*TASK GOAL:*
Which lines in the records below contain the word "LintEngine"? Copy each one out.

*EXTRACTED MATERIAL:*
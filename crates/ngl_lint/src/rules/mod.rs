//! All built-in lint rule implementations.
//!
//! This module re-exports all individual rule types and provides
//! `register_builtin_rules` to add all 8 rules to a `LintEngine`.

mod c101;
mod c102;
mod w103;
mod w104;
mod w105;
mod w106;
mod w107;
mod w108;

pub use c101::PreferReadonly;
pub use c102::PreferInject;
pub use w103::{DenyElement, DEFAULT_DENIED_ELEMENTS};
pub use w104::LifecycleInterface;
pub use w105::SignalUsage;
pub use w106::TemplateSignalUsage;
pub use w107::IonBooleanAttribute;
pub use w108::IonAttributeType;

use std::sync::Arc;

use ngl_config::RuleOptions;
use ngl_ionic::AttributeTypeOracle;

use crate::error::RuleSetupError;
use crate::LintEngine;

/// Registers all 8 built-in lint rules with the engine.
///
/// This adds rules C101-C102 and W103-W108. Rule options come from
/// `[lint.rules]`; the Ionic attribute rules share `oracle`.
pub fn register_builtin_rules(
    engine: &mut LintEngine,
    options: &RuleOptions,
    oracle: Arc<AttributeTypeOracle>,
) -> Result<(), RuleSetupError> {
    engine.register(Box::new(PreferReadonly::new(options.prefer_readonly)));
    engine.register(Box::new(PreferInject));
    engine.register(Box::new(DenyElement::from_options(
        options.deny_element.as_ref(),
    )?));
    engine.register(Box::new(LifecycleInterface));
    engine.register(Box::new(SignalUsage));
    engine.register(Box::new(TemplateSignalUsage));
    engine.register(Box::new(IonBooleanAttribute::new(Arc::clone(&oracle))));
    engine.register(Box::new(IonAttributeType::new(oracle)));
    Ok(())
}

*SOLUTION TO THE PROBLEM:*
//! `register_builtin_rules` to add all 8 rules to a `LintEngine`.
use crate::LintEngine;
    engine: &mut LintEngine,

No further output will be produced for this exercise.